We built a diary that combines all the other appendixes. For each record, or point in time, you can see what was the situation of the person from every appendix's perspective. That is, if on date X only the department appendix was changed, you can still see what was the situation in the position appendix. Hence, you can ask business questions that combines several appendixes even when these questions are aggregative. For example: how many students which have the lecturer position get paid basic salary? I invite the reader to read the business questions in the previous post and see how you can answer them using this model. You must understand that with this model you must always fetch only one row per person or otherwise you'll have wrong results. In order to do that you need to filter the table on a particular day (using expression like: where myDate between StartDate and EndDate) or use IsCurrentRow=1 (you can calculate this column in the ETL).
How did we do that?
I won't cover here the entire ETL design, but I'll explain the key principles: First, we build the avenue. The avenue is a small table with only two columns - the ID of the person and the StartDate. We make distinct query on all the appendixes and get, for every person, all the start date from all the appendixes and this is how we build the avenue. Once we have the avenue, we join it with every appendix, and this is how we bring the values from the appendixes themselves. Now, for each start date we have the data of the appendixes where this start date came from. In order to "complete" the data from the other appendixes, we "spread" the missing value from the previous row. For example, on 1/6/2005 the position status hasn't changed so after the join the Position field will be null, so we take the value from the previous row.
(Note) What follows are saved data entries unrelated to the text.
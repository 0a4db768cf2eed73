//! # bio2csv
//!
//! Turn a bookmarked PDF of biographical entries into flat CSV tables.
//!
//! ## Why this crate?
//!
//! Reference works such as biographical dictionaries are published as one
//! long PDF with an outline entry per person. The text is prose, so a
//! regex extractor cannot pull out degrees, employers or parents reliably.
//! This crate splits the book into one PDF per person, extracts the text,
//! asks an LLM for a fixed JSON schema per person, and joins the records
//! into tables that load straight into a spreadsheet or dataframe.
//!
//! ## Pipeline Overview
//!
//! ```text
//! source.pdf
//!  │
//!  ├─ 1. Split    outline → one {last}_{first}.pdf per person (pdfium)
//!  ├─ 2. Extract  external tool → {slug}.pdf.txt
//!  ├─ 3. Parse    one chat request per text → {slug}.json (skip if present)
//!  └─ 4. Join     personal / degrees / employment / visits / honors / parents .csv
//! ```
//!
//! Stages communicate only through their output directories, so each can be
//! run on its own and re-running the parser after a partial failure only
//! pays for the missing people.
//!
//! ## Quick Start
//!
//! ```rust,no_run
//! use bio2csv::{run_pipeline, PipelineConfig};
//!
//! #[tokio::main]
//! async fn main() -> Result<(), Box<dyn std::error::Error>> {
//!     // API key from OPENAI_API_KEY
//!     let config = PipelineConfig::builder()
//!         .workdir("data")
//!         .source_pdf("data/PioneeringWomenSupplement.pdf")
//!         .build()?;
//!     let report = run_pipeline(&config).await?;
//!     if let Some(join) = report.join {
//!         eprintln!("{} people, {} degrees", join.num_people, join.num_degrees);
//!     }
//!     Ok(())
//! }
//! ```
//!
//! ## Feature Flags
//!
//! | Feature | Default | Description |
//! |---------|---------|-------------|
//! | `cli`   | on      | Enables the `bio2csv` binary (clap + anyhow + tracing-subscriber + indicatif) |
//!
//! Disable `cli` when using only the library:
//! ```toml
//! bio2csv = { version = "0.1", default-features = false }
//! ```

// ── Modules ──────────────────────────────────────────────────────────────

pub mod config;
pub mod error;
pub mod output;
pub mod pipeline;
pub mod progress;
pub mod prompts;
pub mod run;

// ── Re-exports ───────────────────────────────────────────────────────────

pub use config::{PipelineConfig, PipelineConfigBuilder};
pub use error::{Bio2CsvError, ItemError};
pub use output::{
    ConsistencyReport, ExtractStats, JoinStats, ParseStats, PipelineReport, SplitStats,
};
pub use pipeline::extract::extract_texts;
pub use pipeline::join::join_tables;
pub use pipeline::llm::{CompletionClient, ProviderClient};
pub use pipeline::parse::{check_parse_outputs, parse_biographies, parse_biographies_with};
pub use pipeline::split::split_pdf;
pub use progress::{NoopProgressCallback, ProgressCallback, Stage, StageProgressCallback};
pub use run::{run_pipeline, run_pipeline_sync};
The problem of Irrelevance
After making the above, we had a problem that floated very quickly. As always, each column has a foreign key to its dimension table, so the values cannot be null. The problem is that sometimes the values must be null - it happens in the first rows of each person, when not all appendixes has their values yet. For example, look at the payroll column in the "diary" table above. It gets a value only in the last row. We can't have null in this field because we want to have foreign key but we don't have any value yet. What can we do? The solution we found is a "N/A" value which we added in such situations. Note that you need to add a new row with the "N/A" key in every dimension table.
Is that all? of course not! Using this "diary" table we can answer 90% of the business question we faced. This table is basically the whole project. But, there are more challenges we have to solve. I'll leave it for the future posts, where I'll show how we can make the HR BI system smarter.